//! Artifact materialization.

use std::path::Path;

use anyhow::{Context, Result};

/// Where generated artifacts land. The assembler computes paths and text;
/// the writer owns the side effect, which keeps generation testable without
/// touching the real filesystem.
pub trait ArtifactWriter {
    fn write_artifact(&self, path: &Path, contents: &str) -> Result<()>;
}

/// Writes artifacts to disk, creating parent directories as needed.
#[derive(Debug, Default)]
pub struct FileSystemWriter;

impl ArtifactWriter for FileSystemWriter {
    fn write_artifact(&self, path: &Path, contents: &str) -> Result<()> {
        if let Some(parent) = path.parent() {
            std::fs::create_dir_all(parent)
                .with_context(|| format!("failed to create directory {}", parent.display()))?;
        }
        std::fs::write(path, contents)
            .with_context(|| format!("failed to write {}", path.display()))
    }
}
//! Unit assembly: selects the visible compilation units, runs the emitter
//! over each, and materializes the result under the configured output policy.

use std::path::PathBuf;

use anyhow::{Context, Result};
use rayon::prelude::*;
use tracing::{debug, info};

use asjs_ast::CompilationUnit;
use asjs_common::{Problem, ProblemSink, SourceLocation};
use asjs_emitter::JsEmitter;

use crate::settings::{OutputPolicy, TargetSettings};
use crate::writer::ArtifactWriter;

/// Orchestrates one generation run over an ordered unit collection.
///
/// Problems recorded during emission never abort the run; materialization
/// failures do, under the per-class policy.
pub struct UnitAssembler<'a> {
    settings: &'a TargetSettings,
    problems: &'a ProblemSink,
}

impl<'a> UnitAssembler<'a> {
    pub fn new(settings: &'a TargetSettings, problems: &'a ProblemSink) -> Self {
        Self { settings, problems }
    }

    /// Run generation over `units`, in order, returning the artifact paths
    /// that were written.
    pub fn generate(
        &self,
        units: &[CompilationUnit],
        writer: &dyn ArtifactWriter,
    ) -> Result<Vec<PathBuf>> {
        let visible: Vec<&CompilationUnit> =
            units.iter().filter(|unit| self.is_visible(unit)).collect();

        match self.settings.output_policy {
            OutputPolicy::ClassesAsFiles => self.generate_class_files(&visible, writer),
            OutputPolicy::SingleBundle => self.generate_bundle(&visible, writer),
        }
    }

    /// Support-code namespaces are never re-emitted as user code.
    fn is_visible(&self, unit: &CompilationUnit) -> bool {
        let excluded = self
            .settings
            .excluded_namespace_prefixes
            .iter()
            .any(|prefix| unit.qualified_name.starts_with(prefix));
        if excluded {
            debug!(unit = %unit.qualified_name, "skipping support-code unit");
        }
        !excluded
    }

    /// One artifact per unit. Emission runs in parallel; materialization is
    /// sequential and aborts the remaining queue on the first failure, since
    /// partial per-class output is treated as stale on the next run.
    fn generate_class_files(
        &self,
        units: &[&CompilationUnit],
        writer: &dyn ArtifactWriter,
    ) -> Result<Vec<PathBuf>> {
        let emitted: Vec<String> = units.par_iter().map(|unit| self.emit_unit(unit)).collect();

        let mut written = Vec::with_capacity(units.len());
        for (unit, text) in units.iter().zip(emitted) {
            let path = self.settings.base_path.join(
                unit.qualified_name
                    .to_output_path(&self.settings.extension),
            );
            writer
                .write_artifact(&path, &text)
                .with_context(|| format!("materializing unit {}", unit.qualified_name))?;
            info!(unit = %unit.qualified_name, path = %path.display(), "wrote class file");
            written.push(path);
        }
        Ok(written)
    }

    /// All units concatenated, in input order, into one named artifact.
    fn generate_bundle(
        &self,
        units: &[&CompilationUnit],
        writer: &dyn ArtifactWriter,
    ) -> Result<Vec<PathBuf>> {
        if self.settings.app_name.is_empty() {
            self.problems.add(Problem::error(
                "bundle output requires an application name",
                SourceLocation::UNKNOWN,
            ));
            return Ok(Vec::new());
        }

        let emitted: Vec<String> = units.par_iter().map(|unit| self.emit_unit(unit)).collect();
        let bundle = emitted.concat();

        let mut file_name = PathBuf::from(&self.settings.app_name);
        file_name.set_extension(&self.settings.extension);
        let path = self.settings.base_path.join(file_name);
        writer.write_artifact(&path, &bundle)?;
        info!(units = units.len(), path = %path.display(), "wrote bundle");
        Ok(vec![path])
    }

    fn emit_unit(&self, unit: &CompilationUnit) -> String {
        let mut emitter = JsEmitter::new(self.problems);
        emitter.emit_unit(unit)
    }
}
☆ ☆ ☆ ☆
Task details
Scan the data above. Return every line with "failed" in it.

Task response
                .with_context(|| format!("failed to create directory {}", parent.display()))?;
            .with_context(|| format!("failed to write {}", path.display()))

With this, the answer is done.